→ **Assignment**:
Your job is to write out each record precisely as it stands.
Available records section start
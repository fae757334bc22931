//! Operator prompt for application-identifier mismatches
//!
//! When no config file serves the target's identifier, the operator is asked
//! to pick one of the identifiers the config files do serve. Cancelling sets
//! a [`SpamGuard`] so the same mismatch is not raised again until the
//! candidate set changes.

use colored::Colorize;
use dialoguer::Select;

use crate::error::Result;

/// Suppresses repeated prompts for one unresolved mismatch.
#[derive(Debug, Clone, Copy, Default, PartialEq, Eq)]
pub struct SpamGuard {
    set: bool,
}

impl SpamGuard {
    pub fn is_set(&self) -> bool {
        self.set
    }

    pub fn set(&mut self) {
        self.set = true;
    }

    pub fn reset(&mut self) {
        self.set = false;
    }
}

/// What the operator is asked.
#[derive(Debug, Clone, PartialEq, Eq)]
pub struct PromptRequest {
    /// Identifier currently configured, if any
    pub current: Option<String>,
    /// Identifiers served by config files, sorted
    pub candidates: Vec<String>,
}

impl PromptRequest {
    pub fn message(&self) -> String {
        match &self.current {
            Some(current) => format!(
                "No config file serves '{current}'. Switch the application identifier to"
            ),
            None => "No application identifier is set. Use".to_string(),
        }
    }
}

/// The operator's answer.
#[derive(Debug, Clone, PartialEq, Eq)]
pub enum PromptOutcome {
    Picked(String),
    Cancelled,
}

/// Presents a [`PromptRequest`] to the operator.
pub trait Prompter {
    fn choose(&mut self, request: &PromptRequest) -> Result<PromptOutcome>;
}

/// Result of one disambiguation step.
#[derive(Debug, Clone, PartialEq, Eq)]
pub enum PromptStatus {
    /// The identifier is served, or there is nothing to choose from
    NoMismatch,
    /// A previous prompt for this mismatch was cancelled
    Suppressed,
    /// A prompt is already open
    Dropped,
    /// A prompt was opened and awaits [`InteractiveDisambiguator::complete`]
    Open(PromptRequest),
    /// The operator picked an identifier and it was applied
    Applied(String),
    Cancelled,
}

#[derive(Debug, Clone, PartialEq, Eq)]
enum State {
    Idle,
    Prompting(PromptRequest),
}

/// Idle/Prompting state machine around one [`Prompter`].
#[derive(Debug)]
pub struct InteractiveDisambiguator {
    state: State,
    guard: SpamGuard,
}

impl InteractiveDisambiguator {
    pub fn new() -> Self {
        Self {
            state: State::Idle,
            guard: SpamGuard::default(),
        }
    }

    pub fn guard(&self) -> SpamGuard {
        self.guard
    }

    pub fn is_prompting(&self) -> bool {
        matches!(self.state, State::Prompting(_))
    }

    /// Clear the guard. Called whenever the candidate set changes.
    pub fn reset_guard(&mut self) {
        if self.guard.is_set() {
            tracing::debug!("Prompt guard reset");
        }
        self.guard.reset();
    }

    /// Check for a mismatch and open a prompt if one is due.
    pub fn begin<I, S>(&mut self, candidates: I, current: Option<&str>) -> PromptStatus
    where
        I: IntoIterator<Item = S>,
        S: Into<String>,
    {
        if self.is_prompting() {
            tracing::debug!("Prompt already open, request dropped");
            return PromptStatus::Dropped;
        }

        let mut candidates: Vec<String> = candidates.into_iter().map(Into::into).collect();
        candidates.sort();
        candidates.dedup();

        let served = current.is_some_and(|id| candidates.iter().any(|c| c == id));
        if candidates.is_empty() || served {
            return PromptStatus::NoMismatch;
        }
        if self.guard.is_set() {
            return PromptStatus::Suppressed;
        }

        let request = PromptRequest {
            current: current.map(str::to_string),
            candidates,
        };
        self.state = State::Prompting(request.clone());
        PromptStatus::Open(request)
    }

    /// Close the open prompt with the operator's answer.
    ///
    /// A pick outside the offered candidates counts as a cancel.
    pub fn complete<F>(&mut self, outcome: PromptOutcome, apply: F) -> PromptStatus
    where
        F: FnOnce(&str),
    {
        let State::Prompting(request) = std::mem::replace(&mut self.state, State::Idle) else {
            return PromptStatus::Dropped;
        };

        match outcome {
            PromptOutcome::Picked(id) if request.candidates.contains(&id) => {
                apply(&id);
                self.guard.reset();
                PromptStatus::Applied(id)
            }
            PromptOutcome::Picked(id) => {
                tracing::warn!(identifier = %id, "Picked identifier was not offered, ignoring");
                self.guard.set();
                PromptStatus::Cancelled
            }
            PromptOutcome::Cancelled => {
                tracing::info!("Identifier prompt cancelled, not asking again until configs change");
                self.guard.set();
                PromptStatus::Cancelled
            }
        }
    }

    /// Run a whole prompt synchronously.
    ///
    /// A prompter error closes the prompt as if cancelled.
    pub fn maybe_prompt<I, S, F>(
        &mut self,
        candidates: I,
        current: Option<&str>,
        prompter: &mut dyn Prompter,
        apply: F,
    ) -> Result<PromptStatus>
    where
        I: IntoIterator<Item = S>,
        S: Into<String>,
        F: FnOnce(&str),
    {
        let request = match self.begin(candidates, current) {
            PromptStatus::Open(request) => request,
            status => return Ok(status),
        };

        match prompter.choose(&request) {
            Ok(outcome) => Ok(self.complete(outcome, apply)),
            Err(e) => {
                self.complete(PromptOutcome::Cancelled, apply);
                Err(e)
            }
        }
    }
}

impl Default for InteractiveDisambiguator {
    fn default() -> Self {
        Self::new()
    }
}

/// Terminal selection list.
#[derive(Debug, Default)]
pub struct TerminalPrompter;

impl TerminalPrompter {
    pub fn new() -> Self {
        Self
    }
}

impl Prompter for TerminalPrompter {
    fn choose(&mut self, request: &PromptRequest) -> Result<PromptOutcome> {
        eprintln!();
        eprintln!("{}", "Config mismatch".yellow().bold());

        let picked = Select::new()
            .with_prompt(request.message())
            .items(&request.candidates)
            .default(0)
            .interact_opt()?;

        Ok(picked
            .and_then(|i| request.candidates.get(i).cloned())
            .map_or(PromptOutcome::Cancelled, PromptOutcome::Picked))
    }
}

#[cfg(test)]
mod tests {
    use super::*;

    #[test]
    fn served_identifier_is_not_a_mismatch() {
        let mut d = InteractiveDisambiguator::new();
        assert_eq!(d.begin(["com.app.x"], Some("com.app.x")), PromptStatus::NoMismatch);
        assert!(!d.is_prompting());
    }

    #[test]
    fn no_candidates_is_not_a_mismatch() {
        let mut d = InteractiveDisambiguator::new();
        assert_eq!(d.begin(Vec::<String>::new(), Some("com.app.x")), PromptStatus::NoMismatch);
    }

    #[test]
    fn second_request_while_open_is_dropped() {
        let mut d = InteractiveDisambiguator::new();
        assert!(matches!(d.begin(["b", "a"], Some("z")), PromptStatus::Open(_)));
        assert_eq!(d.begin(["b", "a"], Some("z")), PromptStatus::Dropped);
    }

    #[test]
    fn candidates_are_offered_sorted() {
        let mut d = InteractiveDisambiguator::new();
        let PromptStatus::Open(request) = d.begin(["b", "a", "b"], None) else {
            panic!("expected an open prompt");
        };
        assert_eq!(request.candidates, vec!["a".to_string(), "b".to_string()]);
        assert_eq!(request.current, None);
    }

    #[test]
    fn complete_without_open_prompt_is_dropped() {
        let mut d = InteractiveDisambiguator::new();
        let status = d.complete(PromptOutcome::Picked("a".into()), |_| panic!("applied"));
        assert_eq!(status, PromptStatus::Dropped);
    }

    #[test]
    fn pick_outside_candidates_counts_as_cancel() {
        let mut d = InteractiveDisambiguator::new();
        d.begin(["a"], Some("z"));
        let status = d.complete(PromptOutcome::Picked("q".into()), |_| panic!("applied"));
        assert_eq!(status, PromptStatus::Cancelled);
        assert!(d.guard().is_set());
    }
}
Available records section end
→ **Result**:
repository fae757334bc22931
//! Operator prompt for application-identifier mismatches
//!
//! When no config file serves the target's identifier, the operator is asked
//! to pick one of the identifiers the config files do serve. Cancelling sets
//! a [`SpamGuard`] so the same mismatch is not raised again until the
//! candidate set changes.

use colored::Colorize;
use dialoguer::Select;

use crate::error::Result;

/// Suppresses repeated prompts for one unresolved mismatch.
#[derive(Debug, Clone, Copy, Default, PartialEq, Eq)]
pub struct SpamGuard {
    set: bool,
}

impl SpamGuard {
    pub fn is_set(&self) -> bool {
        self.set
    }

    pub fn set(&mut self) {
        self.set = true;
    }

    pub fn reset(&mut self) {
        self.set = false;
    }
}

/// What the operator is asked.
#[derive(Debug, Clone, PartialEq, Eq)]
pub struct PromptRequest {
    /// Identifier currently configured, if any
    pub current: Option<String>,
    /// Identifiers served by config files, sorted
    pub candidates: Vec<String>,
}

impl PromptRequest {
    pub fn message(&self) -> String {
        match &self.current {
            Some(current) => format!(
                "No config file serves '{current}'. Switch the application identifier to"
            ),
            None => "No application identifier is set. Use".to_string(),
        }
    }
}

/// The operator's answer.
#[derive(Debug, Clone, PartialEq, Eq)]
pub enum PromptOutcome {
    Picked(String),
    Cancelled,
}

/// Presents a [`PromptRequest`] to the operator.
pub trait Prompter {
    fn choose(&mut self, request: &PromptRequest) -> Result<PromptOutcome>;
}

/// Result of one disambiguation step.
#[derive(Debug, Clone, PartialEq, Eq)]
pub enum PromptStatus {
    /// The identifier is served, or there is nothing to choose from
    NoMismatch,
    /// A previous prompt for this mismatch was cancelled
    Suppressed,
    /// A prompt is already open
    Dropped,
    /// A prompt was opened and awaits [`InteractiveDisambiguator::complete`]
    Open(PromptRequest),
    /// The operator picked an identifier and it was applied
    Applied(String),
    Cancelled,
}

#[derive(Debug, Clone, PartialEq, Eq)]
enum State {
    Idle,
    Prompting(PromptRequest),
}

/// Idle/Prompting state machine around one [`Prompter`].
#[derive(Debug)]
pub struct InteractiveDisambiguator {
    state: State,
    guard: SpamGuard,
}

impl InteractiveDisambiguator {
    pub fn new() -> Self {
        Self {
            state: State::Idle,
            guard: SpamGuard::default(),
        }
    }

    pub fn guard(&self) -> SpamGuard {
        self.guard
    }

    pub fn is_prompting(&self) -> bool {
        matches!(self.state, State::Prompting(_))
    }

    /// Clear the guard. Called whenever the candidate set changes.
    pub fn reset_guard(&mut self) {
        if self.guard.is_set() {
            tracing::debug!("Prompt guard reset");
        }
        self.guard.reset();
    }

    /// Check for a mismatch and open a prompt if one is due.
    pub fn begin<I, S>(&mut self, candidates: I, current: Option<&str>) -> PromptStatus
    where
        I: IntoIterator<Item = S>,
        S: Into<String>,
    {
        if self.is_prompting() {
            tracing::debug!("Prompt already open, request dropped");
            return PromptStatus::Dropped;
        }

        let mut candidates: Vec<String> = candidates.into_iter().map(Into::into).collect();
        candidates.sort();
        candidates.dedup();

        let served = current.is_some_and(|id| candidates.iter().any(|c| c == id));
        if candidates.is_empty() || served {
            return PromptStatus::NoMismatch;
        }
        if self.guard.is_set() {
            return PromptStatus::Suppressed;
        }

        let request = PromptRequest {
            current: current.map(str::to_string),
            candidates,
        };
        self.state = State::Prompting(request.clone());
        PromptStatus::Open(request)
    }

    /// Close the open prompt with the operator's answer.
    ///
    /// A pick outside the offered candidates counts as a cancel.
    pub fn complete<F>(&mut self, outcome: PromptOutcome, apply: F) -> PromptStatus
    where
        F: FnOnce(&str),
    {
        let State::Prompting(request) = std::mem::replace(&mut self.state, State::Idle) else {
            return PromptStatus::Dropped;
        };

        match outcome {
            PromptOutcome::Picked(id) if request.candidates.contains(&id) => {
                apply(&id);
                self.guard.reset();
                PromptStatus::Applied(id)
            }
            PromptOutcome::Picked(id) => {
                tracing::warn!(identifier = %id, "Picked identifier was not offered, ignoring");
                self.guard.set();
                PromptStatus::Cancelled
            }
            PromptOutcome::Cancelled => {
                tracing::info!("Identifier prompt cancelled, not asking again until configs change");
                self.guard.set();
                PromptStatus::Cancelled
            }
        }
    }

    /// Run a whole prompt synchronously.
    ///
    /// A prompter error closes the prompt as if cancelled.
    pub fn maybe_prompt<I, S, F>(
        &mut self,
        candidates: I,
        current: Option<&str>,
        prompter: &mut dyn Prompter,
        apply: F,
    ) -> Result<PromptStatus>
    where
        I: IntoIterator<Item = S>,
        S: Into<String>,
        F: FnOnce(&str),
    {
        let request = match self.begin(candidates, current) {
            PromptStatus::Open(request) => request,
            status => return Ok(status),
        };

        match prompter.choose(&request) {
            Ok(outcome) => Ok(self.complete(outcome, apply)),
            Err(e) => {
                self.complete(PromptOutcome::Cancelled, apply);
                Err(e)
            }
        }
    }
}

impl Default for InteractiveDisambiguator {
    fn default() -> Self {
        Self::new()
    }
}

/// Terminal selection list.
#[derive(Debug, Default)]
pub struct TerminalPrompter;

impl TerminalPrompter {
    pub fn new() -> Self {
        Self
    }
}

impl Prompter for TerminalPrompter {
    fn choose(&mut self, request: &PromptRequest) -> Result<PromptOutcome> {
        eprintln!();
        eprintln!("{}", "Config mismatch".yellow().bold());

        let picked = Select::new()
            .with_prompt(request.message())
            .items(&request.candidates)
            .default(0)
            .interact_opt()?;

        Ok(picked
            .and_then(|i| request.candidates.get(i).cloned())
            .map_or(PromptOutcome::Cancelled, PromptOutcome::Picked))
    }
}

#[cfg(test)]
mod tests {
    use super::*;

    #[test]
    fn served_identifier_is_not_a_mismatch() {
        let mut d = InteractiveDisambiguator::new();
        assert_eq!(d.begin(["com.app.x"], Some("com.app.x")), PromptStatus::NoMismatch);
        assert!(!d.is_prompting());
    }

    #[test]
    fn no_candidates_is_not_a_mismatch() {
        let mut d = InteractiveDisambiguator::new();
        assert_eq!(d.begin(Vec::<String>::new(), Some("com.app.x")), PromptStatus::NoMismatch);
    }

    #[test]
    fn second_request_while_open_is_dropped() {
        let mut d = InteractiveDisambiguator::new();
        assert!(matches!(d.begin(["b", "a"], Some("z")), PromptStatus::Open(_)));
        assert_eq!(d.begin(["b", "a"], Some("z")), PromptStatus::Dropped);
    }

    #[test]
    fn candidates_are_offered_sorted() {
        let mut d = InteractiveDisambiguator::new();
        let PromptStatus::Open(request) = d.begin(["b", "a", "b"], None) else {
            panic!("expected an open prompt");
        };
        assert_eq!(request.candidates, vec!["a".to_string(), "b".to_string()]);
        assert_eq!(request.current, None);
    }

    #[test]
    fn complete_without_open_prompt_is_dropped() {
        let mut d = InteractiveDisambiguator::new();
        let status = d.complete(PromptOutcome::Picked("a".into()), |_| panic!("applied"));
        assert_eq!(status, PromptStatus::Dropped);
    }

    #[test]
    fn pick_outside_candidates_counts_as_cancel() {
        let mut d = InteractiveDisambiguator::new();
        d.begin(["a"], Some("z"));
        let status = d.complete(PromptOutcome::Picked("q".into()), |_| panic!("applied"));
        assert_eq!(status, PromptStatus::Cancelled);
        assert!(d.guard().is_set());
    }
}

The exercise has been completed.